Sometimes we need a reminder of things we already know. I can’t stress how important it is to go through exercises that clarify why you are doing what you are doing. There are more than enough people in the world to discourage you from going after the things that you want. You shouldn’t have to fight yourself as well. One of the exercises that I use on a regular basis is setting SMART goals. I come back to them every day to remind myself what my focus should be. Like the way I remind myself of my measurable goals, it's always good to remind others about the things that really make sense. Learning how to write SMART goals is simple and can be set by learning what SMART stands for:
A goal is a defined target that gives you clarity, direction, motivation, and focus towards what you want. Your goal statement needs to reflect this. The goal needs to be significant enough to inspire you to move toward the life you want. It can be either towards something you want or away from something you don’t want. If your goal statement is vague, you will find it difficult to achieve. A goal is not a vision. It’s more concrete than that and you should treat it as such.
It’s easier to track progress against measurable goals. Some goals are easier to measure, such as weight loss, running speed, and income. Others are difficult as there might not be any apparent quantities that define it. In these cases, you might find it necessary to develop a ranking system or a measure of time spent on the goal. Measuring your progress helps you determine if you are going in the right direction or if you need to make any necessary adjustments along the way. This is one of the most important parts of the process and is really a self-reflection exercise.

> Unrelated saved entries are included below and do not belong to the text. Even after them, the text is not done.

//! # Chat Service
//!
//! Message traffic inside an unlocked bottle's room. Media bytes never pass
//! through here: callers upload through the `MediaStore` port first and send
//! the stored path.

use std::collections::BTreeMap;
use std::sync::Arc;

use once_cell::sync::Lazy;
use sha2::{Digest, Sha256};
use tracing::debug;
use uuid::Uuid;

use domains::error::{Result, StoreError};
use domains::models::{ChatMessage, ChatMessageRecord};
use domains::paths::DbPath;
use domains::ports::{Clock, Store};
use domains::time::to_timestamp;

type ChatMap = BTreeMap<String, ChatMessage>;

/// Colors assigned to chat avatars, indexed by [`avatar_color_index`].
pub static AVATAR_PALETTE: Lazy<Vec<&'static str>> = Lazy::new(|| {
    vec!["#2f6f8f", "#8f2f6f", "#6f8f2f", "#8f5a2f", "#2f8f7a", "#5a2f8f", "#8f2f39", "#39708f"]
});

/// Stable palette index for a viewer id: SHA-256 over the UTF-8 bytes,
/// reduced modulo the palette size. Identical across runtimes and runs,
/// unlike language-level string hashing.
pub fn avatar_color_index(uid: &str, palette_len: usize) -> usize {
    debug_assert!(palette_len > 0);
    let digest = Sha256::digest(uid.as_bytes());
    let seed = u64::from_be_bytes(digest[..8].try_into().expect("digest is 32 bytes"));
    (seed % palette_len as u64) as usize
}

pub struct ChatService {
    store: Arc<dyn Store>,
    clock: Arc<dyn Clock>,
}

impl ChatService {
    pub fn new(store: Arc<dyn Store>, clock: Arc<dyn Clock>) -> Self {
        Self { store, clock }
    }

    /// Stream of a bottle's whole room. Use [`collate`] to order a delivery.
    pub fn observe_messages(&self, bottle_id: &str) -> crate::snapshot::SnapshotStream<ChatMap> {
        crate::snapshot::SnapshotStream::open(self.store.as_ref(), &DbPath::chat_room(bottle_id))
    }

    pub async fn send_text(
        &self,
        bottle_id: &str,
        uid: &str,
        text: &str,
        distance_category: &str,
    ) -> Result<String> {
        self.send(
            bottle_id,
            ChatMessage {
                uid: uid.to_string(),
                text: Some(text.to_string()),
                image_path: None,
                audio_path: None,
                timestamp: to_timestamp(self.clock.now()),
                distance_category: distance_category.to_string(),
                translation_memory: None,
            },
        )
        .await
    }

    /// Sends a message referencing media already uploaded through the
    /// `MediaStore` port.
    pub async fn send_media(
        &self,
        bottle_id: &str,
        uid: &str,
        image_path: Option<String>,
        audio_path: Option<String>,
        distance_category: &str,
    ) -> Result<String> {
        self.send(
            bottle_id,
            ChatMessage {
                uid: uid.to_string(),
                text: None,
                image_path,
                audio_path,
                timestamp: to_timestamp(self.clock.now()),
                distance_category: distance_category.to_string(),
                translation_memory: None,
            },
        )
        .await
    }

    /// Removes a single message node. Media cleanup is the worker's job.
    pub async fn delete_message(&self, bottle_id: &str, message_id: &str) -> Result<()> {
        self.store.delete(&DbPath::chat_message(bottle_id, message_id)).await?;
        Ok(())
    }

    async fn send(&self, bottle_id: &str, message: ChatMessage) -> Result<String> {
        let message_id = Uuid::now_v7().to_string();
        let path = DbPath::chat_message(bottle_id, &message_id);

        let payload = serde_json::to_value(&message)
            .map_err(|source| StoreError::Encode { path: path.as_str().to_string(), source })?;
        self.store.set(&path, payload).await?;

        debug!(bottle_id, message_id, "chat message sent");
        Ok(message_id)
    }
}

/// Orders a room snapshot by timestamp, ties broken by message id.
pub fn collate(map: ChatMap) -> Vec<ChatMessageRecord> {
    let mut records: Vec<ChatMessageRecord> =
        map.into_iter().map(|(id, message)| ChatMessageRecord { id, message }).collect();
    records.sort_by(|a, b| {
        a.message
            .timestamp
            .partial_cmp(&b.message.timestamp)
            .unwrap_or(std::cmp::Ordering::Equal)
            .then_with(|| a.id.cmp(&b.id))
    });
    records
}

#[cfg(test)]
mod tests {
    use super::*;

    #[test]
    fn avatar_index_is_stable_and_in_range() {
        let palette_len = AVATAR_PALETTE.len();
        for uid in ["alice", "bob", "言葉", ""] {
            let first = avatar_color_index(uid, palette_len);
            assert_eq!(first, avatar_color_index(uid, palette_len));
            assert!(first < palette_len);
        }
    }

    #[test]
    fn avatar_index_matches_known_digest() {
        // SHA-256("alice") begins 0x2bd806c9..., fixed forever; the index
        // must never drift between releases.
        let expected =
            (0x2bd8_06c9_7f0e_00afu64 % AVATAR_PALETTE.len() as u64) as usize;
        assert_eq!(avatar_color_index("alice", AVATAR_PALETTE.len()), expected);
    }

    #[test]
    fn collate_orders_by_timestamp_then_id() {
        let mut map = ChatMap::new();
        for (id, ts) in [("m3", 30.0), ("m1", 10.0), ("m2", 10.0)] {
            map.insert(
                id.to_string(),
                ChatMessage {
                    uid: "u".into(),
                    text: Some(id.to_string()),
                    image_path: None,
                    audio_path: None,
                    timestamp: ts,
                    distance_category: "near".into(),
                    translation_memory: None,
                },
            );
        }

        let ids: Vec<_> = collate(map).into_iter().map(|r| r.id).collect();
        assert_eq!(ids, ["m1", "m2", "m3"]);
    }
}
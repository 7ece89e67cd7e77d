//! Identity adapters. Credential mechanics (the auth provider itself) are
//! out of scope; these adapters only answer "who is the current viewer".

use std::sync::RwLock;

use tracing::info;

use domains::ports::IdentityProvider;

/// A fixed identity, set once at construction. Handy for workers and tests.
#[derive(Debug, Clone)]
pub struct StaticIdentity {
    uid: Option<String>,
}

impl StaticIdentity {
    pub fn signed_in(uid: impl Into<String>) -> Self {
        Self { uid: Some(uid.into()) }
    }

    pub fn anonymous() -> Self {
        Self { uid: None }
    }
}

impl IdentityProvider for StaticIdentity {
    fn current_viewer_id(&self) -> Option<String> {
        self.uid.clone()
    }
}

/// An identity that follows sign-in/sign-out during a run. The external
/// auth provider calls `sign_in`/`sign_out`; the core only ever reads.
#[derive(Debug, Default)]
pub struct SessionIdentity {
    uid: RwLock<Option<String>>,
}

impl SessionIdentity {
    pub fn new() -> Self {
        Self::default()
    }

    pub fn sign_in(&self, uid: impl Into<String>) {
        let uid = uid.into();
        info!(uid, "viewer signed in");
        *self.uid.write().expect("identity lock poisoned") = Some(uid);
    }

    pub fn sign_out(&self) {
        info!("viewer signed out");
        *self.uid.write().expect("identity lock poisoned") = None;
    }
}

impl IdentityProvider for SessionIdentity {
    fn current_viewer_id(&self) -> Option<String> {
        self.uid.read().expect("identity lock poisoned").clone()
    }
}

It’s time here to stop being abstract and dreamy about what you want. In this part you need to be able to have a measurable goal that you can strategize and plan for. You don’t need to know all the details at this point. However, you do need to know when you start working out your plan that your goal is achievable. It’s most important (and far more attainable) for you to create goals that are under your direct control. Being the best actor in the world is not a goal, it’s a vision. Use your concrete goals to move toward your vision, not the other way around.
This goes back to making sure that your SMART goal or objective is actionable by you and can be realistically achieved. Don’t kid yourself into thinking that you can make a plan without ever having to change it. Keeping your goals realistic means making them small and achievable without being too dependent on factors that are out of your direct control.
One of the most difficult parts for a creative is to bring a time-bound aspect to their SMART methodology. In order to do this, you need to make sure that you have a deadline for yourself. But you can’t rush the creative process you say?! I know, I know. Nevertheless, you need to make a clear difference between your vision, goals, and tasks required to achieve the life you really want. Now get out there and create something!